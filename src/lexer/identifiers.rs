//! Identifier scanning.

use crate::diagnostics::LexError;
use crate::support::Buf;

use super::Lexer;
use super::position::Position;
use super::token::{Token, TokenKind};

/// Identifier continuation set: alphanumerics, `_`, `$`, and any byte past
/// ASCII. Bytes past ASCII are not validated as UTF-8 here.
fn is_ident_continue(c: u8) -> bool {
    c.is_ascii_alphanumeric() || c == b'_' || c == b'$' || c >= 0x80
}

impl Lexer {
    pub(super) fn read_ident(&mut self, first: u8, pos: Position) -> Result<Token, LexError> {
        let mut b = Buf::new();
        b.write(first);
        self.read_ident_rest(b, pos)
    }

    /// An identifier opening with a universal character name; the
    /// backslash is consumed and `u`/`U` is next.
    pub(super) fn read_ident_ucn(&mut self, pos: Position) -> Result<Token, LexError> {
        let mut b = Buf::new();
        let rune = self.read_escaped_char()?;
        self.write_utf8_checked(&mut b, rune)?;
        self.read_ident_rest(b, pos)
    }

    fn read_ident_rest(&mut self, mut b: Buf, pos: Position) -> Result<Token, LexError> {
        loop {
            let c = self.stream.read_char()?;
            if let Some(ch) = c {
                if is_ident_continue(ch) {
                    b.write(ch);
                    continue;
                }
                // \u and \U may continue an identifier (C11 6.4.2.1); the
                // decoded code point lands in the name as UTF-8.
                if ch == b'\\' && matches!(self.stream.peek_char()?, Some(b'u' | b'U')) {
                    let rune = self.read_escaped_char()?;
                    self.write_utf8_checked(&mut b, rune)?;
                    continue;
                }
            }
            self.stream.unread(c);
            let name = String::from_utf8_lossy(b.body()).into_owned();
            return Ok(self.token(TokenKind::Ident(name), pos));
        }
    }
}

▬▬▬▬▬▬

◆ **ASSIGNED TASK**
Return the lines containing "Some", taking each one from the listing.

◆ **ANSWER AREA**
            if let Some(ch) = c {
                if ch == b'\\' && matches!(self.stream.peek_char()?, Some(b'u' | b'U')) {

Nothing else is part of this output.